イギリスの科学技術予算を司るScience and Technology Facilities Council (STFC)が、ジェミニ望遠鏡への資金協力を取りやめる、ということでイギリスの天文学界は大騒ぎらしいです。

ジェミニ望遠鏡といえば、「双子」の名の通り、ハワイ・マウナケアとチリに8m望遠鏡を設置して、南北両天を観測している施設です。ジェミニはアメリカ・イギリス・カナダ・オーストラリアなどたくさんの国の協力によって運営されているとのことですが、イギリスはこれまでの建設運用資金全体の23%を負担していたとのこと。もともと潤沢な資金で運用されているわけではないでしょうから、イギリスの撤退はインパクトが大きいでしょう。

イギリスも、資金面で協力する見返りに観測時間が割り当てられていたと思うので、お金を出さないということはイギリスに割り当てられる観測時間がなくなってしまうのかもしれません。王立天文学会も「北半球の8mクラス望遠鏡へのアクセスを失う」と突然の決定にショックを受けている様子。天文業界には何の相談もなかったそうですし。

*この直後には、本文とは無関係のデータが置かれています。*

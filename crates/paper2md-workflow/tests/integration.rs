use axum::extract::{Multipart, State};
use axum::http::{HeaderMap, StatusCode};
use axum::routing::post;
use axum::Router;
use image::RgbImage;
use paper2md_camera::{CameraDevice, MediaStream, TestPatternTrack, VideoTrack};
use paper2md_core::{
    CameraError, Credential, DialogCommand, DialogStatus, NoticeBoard, RecognizedText,
    WorkflowError,
};
use paper2md_document::{Document, FileDocument, MemoryDocument};
use paper2md_engine::{MathpixEngine, RecognitionEngine};
use paper2md_workflow::{
    capture_once, CaptureDialog, CaptureSession, DialogController, DialogOutcome, DialogSlot,
};
use std::sync::atomic::{AtomicUsize, Ordering};
use std::sync::{Arc, Mutex};
use std::time::Duration;
use tokio::sync::mpsc;

// ── Mock recognition service ───────────────────────────────

struct MockService {
    status: StatusCode,
    body: String,
    delay: Duration,
    requests: AtomicUsize,
    responses: AtomicUsize,
    app_keys: Mutex<Vec<String>>,
}

async fn handle_text(
    State(service): State<Arc<MockService>>,
    headers: HeaderMap,
    mut multipart: Multipart,
) -> (StatusCode, String) {
    service.requests.fetch_add(1, Ordering::SeqCst);
    if let Some(key) = headers.get("app_key").and_then(|v| v.to_str().ok()) {
        service.app_keys.lock().unwrap().push(key.to_string());
    }
    while let Ok(Some(field)) = multipart.next_field().await {
        let _ = field.bytes().await;
    }
    tokio::time::sleep(service.delay).await;
    service.responses.fetch_add(1, Ordering::SeqCst);
    (service.status, service.body.clone())
}

async fn spawn_service(status: u16, body: &str, delay: Duration) -> (String, Arc<MockService>) {
    let service = Arc::new(MockService {
        status: StatusCode::from_u16(status).unwrap(),
        body: body.to_string(),
        delay,
        requests: AtomicUsize::new(0),
        responses: AtomicUsize::new(0),
        app_keys: Mutex::new(Vec::new()),
    });
    let app = Router::new()
        .route("/v3/text", post(handle_text))
        .with_state(Arc::clone(&service));
    let listener = tokio::net::TcpListener::bind("127.0.0.1:0").await.unwrap();
    let addr = listener.local_addr().unwrap();
    tokio::spawn(async move {
        axum::serve(listener, app).await.unwrap();
    });
    (format!("http://{addr}/v3/text"), service)
}

// ── Cameras ────────────────────────────────────────────────

/// Pattern track that counts how often it is stopped.
struct CountedTrack {
    inner: TestPatternTrack,
    stops: Arc<AtomicUsize>,
}

impl VideoTrack for CountedTrack {
    fn label(&self) -> &str {
        self.inner.label()
    }

    fn resolution(&self) -> (u32, u32) {
        self.inner.resolution()
    }

    fn grab_frame(&self) -> Result<RgbImage, CameraError> {
        self.inner.grab_frame()
    }

    fn stop(&self) {
        self.stops.fetch_add(1, Ordering::SeqCst);
        self.inner.stop();
    }

    fn is_live(&self) -> bool {
        self.inner.is_live()
    }
}

struct CountingCamera {
    tracks: usize,
    stops: Arc<AtomicUsize>,
}

impl CountingCamera {
    fn new(tracks: usize) -> (Self, Arc<AtomicUsize>) {
        let stops = Arc::new(AtomicUsize::new(0));
        (
            Self {
                tracks,
                stops: Arc::clone(&stops),
            },
            stops,
        )
    }
}

impl CameraDevice for CountingCamera {
    fn name(&self) -> &str {
        "counting"
    }

    fn open(&self) -> Result<MediaStream, CameraError> {
        let tracks: Vec<Box<dyn VideoTrack>> = (0..self.tracks)
            .map(|_| {
                Box::new(CountedTrack {
                    inner: TestPatternTrack::new(64, 48),
                    stops: Arc::clone(&self.stops),
                }) as Box<dyn VideoTrack>
            })
            .collect();
        Ok(MediaStream::new(tracks))
    }
}

struct DeniedCamera;

impl CameraDevice for DeniedCamera {
    fn name(&self) -> &str {
        "denied"
    }

    fn open(&self) -> Result<MediaStream, CameraError> {
        Err(CameraError::AccessDenied("/dev/video0".to_string()))
    }
}

// ── Helpers ────────────────────────────────────────────────

fn session(
    camera: Arc<dyn CameraDevice>,
    endpoint: &str,
    document: Arc<dyn Document>,
    board: &NoticeBoard,
) -> CaptureSession {
    let engine: Arc<dyn RecognitionEngine> =
        Arc::new(MathpixEngine::with_app_id("paper2md", endpoint));
    CaptureSession::new(camera, engine, document, Arc::new(board.clone()))
}

fn credential() -> Credential {
    Credential::new("test-key")
}

// ── Scenarios ──────────────────────────────────────────────

#[tokio::test]
async fn test_scenario_successful_capture_appends_text() {
    let (endpoint, service) = spawn_service(200, r#"{"text": "E=mc^2"}"#, Duration::ZERO).await;
    let (camera, stops) = CountingCamera::new(1);
    let document = Arc::new(MemoryDocument::new("Physics\n"));
    let board = NoticeBoard::new();
    let slot = DialogSlot::new();

    let dialog = CaptureDialog::open(
        &slot,
        session(Arc::new(camera), &endpoint, document.clone(), &board),
    )
    .unwrap();
    let outcome = capture_once(dialog, &credential()).await;

    assert_eq!(outcome, DialogOutcome::Inserted(RecognizedText::new("E=mc^2")));
    assert_eq!(document.snapshot(), "Physics\nE=mc^2");
    assert_eq!(stops.load(Ordering::SeqCst), 1);
    assert_eq!(service.requests.load(Ordering::SeqCst), 1);
    assert_eq!(*service.app_keys.lock().unwrap(), vec!["test-key"]);
    assert!(board.notices().is_empty());
    assert!(!slot.is_occupied());
}

#[tokio::test]
async fn test_scenario_server_error_is_noticed() {
    let (endpoint, _service) = spawn_service(500, "internal", Duration::ZERO).await;
    let (camera, stops) = CountingCamera::new(1);
    let document = Arc::new(MemoryDocument::new("unchanged"));
    let board = NoticeBoard::new();

    let dialog = CaptureDialog::open(
        &DialogSlot::new(),
        session(Arc::new(camera), &endpoint, document.clone(), &board),
    )
    .unwrap();
    let outcome = capture_once(dialog, &credential()).await;

    assert_eq!(
        outcome,
        DialogOutcome::Failed("MathPix API returned error: 500".to_string())
    );
    assert_eq!(board.notices(), vec!["MathPix API returned error: 500"]);
    assert_eq!(document.snapshot(), "unchanged");
    assert_eq!(document.replace_count(), 0);
    assert_eq!(stops.load(Ordering::SeqCst), 1);
}

#[tokio::test]
async fn test_scenario_error_body_with_ok_status_is_noticed() {
    let (endpoint, _service) =
        spawn_service(200, r#"{"error": "invalid image"}"#, Duration::ZERO).await;
    let (camera, stops) = CountingCamera::new(1);
    let document = Arc::new(MemoryDocument::new("unchanged"));
    let board = NoticeBoard::new();

    let dialog = CaptureDialog::open(
        &DialogSlot::new(),
        session(Arc::new(camera), &endpoint, document.clone(), &board),
    )
    .unwrap();
    let outcome = capture_once(dialog, &credential()).await;

    assert_eq!(
        outcome,
        DialogOutcome::Failed("MathPix API returned error: invalid image".to_string())
    );
    assert_eq!(board.notices(), vec!["MathPix API returned error: invalid image"]);
    assert_eq!(document.snapshot(), "unchanged");
    assert_eq!(stops.load(Ordering::SeqCst), 1);
}

#[tokio::test]
async fn test_scenario_denied_device_alerts_and_sends_nothing() {
    let (endpoint, service) = spawn_service(200, r#"{"text": "x"}"#, Duration::ZERO).await;
    let document = Arc::new(MemoryDocument::new(""));
    let board = NoticeBoard::new();

    let dialog = CaptureDialog::open(
        &DialogSlot::new(),
        session(Arc::new(DeniedCamera), &endpoint, document.clone(), &board),
    )
    .unwrap();
    assert_eq!(dialog.content().status(), DialogStatus::Unavailable);
    assert!(dialog.is_open());
    let alert = board.current_alert().unwrap();
    assert!(alert.starts_with("could not connect stream: "));

    let (cmd_tx, cmd_rx) = mpsc::unbounded_channel();
    let (controller, state_rx) = DialogController::new(dialog, credential(), cmd_rx);
    assert_eq!(state_rx.borrow().alert.as_deref(), Some(alert.as_str()));
    assert_eq!(state_rx.borrow().status, DialogStatus::Unavailable);

    // Take-photo is ignored; the dialog stays open until closed.
    cmd_tx.send(DialogCommand::TakePhoto).unwrap();
    cmd_tx.send(DialogCommand::Close).unwrap();
    let outcome = tokio::time::timeout(Duration::from_secs(2), controller.run())
        .await
        .expect("controller did not finish");

    assert_eq!(outcome, DialogOutcome::Closed);
    assert_eq!(service.requests.load(Ordering::SeqCst), 0);
    assert_eq!(document.replace_count(), 0);
    assert!(board.notices().is_empty());
}

// ── Stream lifetime ────────────────────────────────────────

#[tokio::test]
async fn test_every_track_stopped_exactly_once_on_close() {
    let (camera, stops) = CountingCamera::new(3);
    let board = NoticeBoard::new();
    let mut dialog = CaptureDialog::open(
        &DialogSlot::new(),
        session(
            Arc::new(camera),
            "http://127.0.0.1:9/v3/text",
            Arc::new(MemoryDocument::default()),
            &board,
        ),
    )
    .unwrap();

    dialog.close();
    assert_eq!(stops.load(Ordering::SeqCst), 3);
    dialog.close();
    drop(dialog);
    assert_eq!(stops.load(Ordering::SeqCst), 3);
}

#[tokio::test]
async fn test_close_during_request_discards_result() {
    let (endpoint, service) =
        spawn_service(200, r#"{"text": "late"}"#, Duration::from_secs(30)).await;
    let (camera, stops) = CountingCamera::new(1);
    let document = Arc::new(MemoryDocument::new("before"));
    let board = NoticeBoard::new();

    let dialog = CaptureDialog::open(
        &DialogSlot::new(),
        session(Arc::new(camera), &endpoint, document.clone(), &board),
    )
    .unwrap();
    let (cmd_tx, cmd_rx) = mpsc::unbounded_channel();
    let (controller, mut state_rx) = DialogController::new(dialog, credential(), cmd_rx);
    let handle = tokio::spawn(controller.run());

    cmd_tx.send(DialogCommand::TakePhoto).unwrap();
    tokio::time::timeout(
        Duration::from_secs(2),
        state_rx.wait_for(|s| s.status == DialogStatus::Recognizing),
    )
    .await
    .expect("never started recognizing")
    .expect("controller gone");

    // Wait until the request has reached the server.
    for _ in 0..200 {
        if service.requests.load(Ordering::SeqCst) == 1 {
            break;
        }
        tokio::time::sleep(Duration::from_millis(10)).await;
    }
    assert_eq!(service.requests.load(Ordering::SeqCst), 1);

    cmd_tx.send(DialogCommand::Close).unwrap();
    let outcome = tokio::time::timeout(Duration::from_secs(2), handle)
        .await
        .expect("close did not interrupt the request")
        .unwrap();

    assert_eq!(outcome, DialogOutcome::Abandoned);
    assert_eq!(document.snapshot(), "before");
    assert_eq!(stops.load(Ordering::SeqCst), 1);
    assert!(board.notices().is_empty());
}

#[tokio::test]
async fn test_request_keeps_running_after_close() {
    let (endpoint, service) =
        spawn_service(200, r#"{"text": "late"}"#, Duration::from_millis(300)).await;
    let (camera, stops) = CountingCamera::new(1);
    let document = Arc::new(MemoryDocument::new("before"));
    let board = NoticeBoard::new();

    let dialog = CaptureDialog::open(
        &DialogSlot::new(),
        session(Arc::new(camera), &endpoint, document.clone(), &board),
    )
    .unwrap();
    let (cmd_tx, cmd_rx) = mpsc::unbounded_channel();
    let (controller, _state_rx) = DialogController::new(dialog, credential(), cmd_rx);
    let handle = tokio::spawn(controller.run());

    cmd_tx.send(DialogCommand::TakePhoto).unwrap();
    for _ in 0..200 {
        if service.requests.load(Ordering::SeqCst) == 1 {
            break;
        }
        tokio::time::sleep(Duration::from_millis(10)).await;
    }
    cmd_tx.send(DialogCommand::Close).unwrap();
    let outcome = tokio::time::timeout(Duration::from_secs(2), handle)
        .await
        .expect("close did not return promptly")
        .unwrap();
    assert_eq!(outcome, DialogOutcome::Abandoned);
    assert_eq!(stops.load(Ordering::SeqCst), 1);

    // The server still answers the detached request.
    for _ in 0..200 {
        if service.responses.load(Ordering::SeqCst) == 1 {
            break;
        }
        tokio::time::sleep(Duration::from_millis(10)).await;
    }
    assert_eq!(service.responses.load(Ordering::SeqCst), 1);
    tokio::time::sleep(Duration::from_millis(50)).await;
    assert_eq!(document.snapshot(), "before");
    assert_eq!(document.replace_count(), 0);
    assert!(board.notices().is_empty());
}

#[tokio::test]
async fn test_second_dialog_rejected_while_first_open() {
    let board = NoticeBoard::new();
    let slot = DialogSlot::new();
    let (first_camera, first_stops) = CountingCamera::new(1);
    let (second_camera, second_stops) = CountingCamera::new(1);

    let first = CaptureDialog::open(
        &slot,
        session(
            Arc::new(first_camera),
            "http://127.0.0.1:9/v3/text",
            Arc::new(MemoryDocument::default()),
            &board,
        ),
    )
    .unwrap();

    let second = CaptureDialog::open(
        &slot,
        session(
            Arc::new(second_camera),
            "http://127.0.0.1:9/v3/text",
            Arc::new(MemoryDocument::default()),
            &board,
        ),
    );
    assert!(matches!(second, Err(WorkflowError::DialogAlreadyOpen)));
    // The rejected session never acquired its camera.
    assert_eq!(second_stops.load(Ordering::SeqCst), 0);

    drop(first);
    assert_eq!(first_stops.load(Ordering::SeqCst), 1);
    assert!(!slot.is_occupied());
}

#[tokio::test]
async fn test_controller_end_to_end_with_file_document() {
    let (endpoint, _service) =
        spawn_service(200, r#"{"text": "$\\sum_{i=1}^n i$"}"#, Duration::ZERO).await;
    let dir = std::env::temp_dir().join("paper2md_workflow_file_doc");
    let _ = std::fs::remove_dir_all(&dir);
    let path = dir.join("inbox.md");
    std::fs::create_dir_all(&dir).unwrap();
    std::fs::write(&path, "# Inbox\n").unwrap();

    let (camera, stops) = CountingCamera::new(1);
    let board = NoticeBoard::new();
    let dialog = CaptureDialog::open(
        &DialogSlot::new(),
        session(
            Arc::new(camera),
            &endpoint,
            Arc::new(FileDocument::new(&path)),
            &board,
        ),
    )
    .unwrap();
    let (cmd_tx, cmd_rx) = mpsc::unbounded_channel();
    let (controller, state_rx) = DialogController::new(dialog, credential(), cmd_rx);
    assert_eq!(state_rx.borrow().resolution, Some((64, 48)));

    cmd_tx.send(DialogCommand::TakePhoto).unwrap();
    let outcome = tokio::time::timeout(Duration::from_secs(5), controller.run())
        .await
        .expect("controller did not finish");

    assert!(matches!(outcome, DialogOutcome::Inserted(_)));
    assert_eq!(
        std::fs::read_to_string(&path).unwrap(),
        "# Inbox\n$\\sum_{i=1}^n i$"
    );
    assert_eq!(state_rx.borrow().status, DialogStatus::Closed);
    assert_eq!(stops.load(Ordering::SeqCst), 1);

    std::fs::remove_dir_all(&dir).unwrap();
}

ジェミニが天文学的成果をどれほど挙げているのかよく知らないのですが、突然予算をカットされるというのは大変厳しい決定です。日本でも、すばる望遠鏡と入れ替わりに堂平天文台が閉鎖されたり、ALMAの建設が進む中で野辺山のミリ波干渉計が共同利用を終えたりするという事例はあります。でもこれらは新しく性能の良い装置に移行する、という正確のものですし天文学界も了承しての決定ですので、ジェミニに起きている問題とは違います。しかし日本ではありえないかといえばそうとは限らないわけで。天文学が社会の中でどういう位置を占めて、どれくらいのお金を使ってもよいか、しっかり考えて、議論して、多くの人と合意を形成しておく必要がありそうです。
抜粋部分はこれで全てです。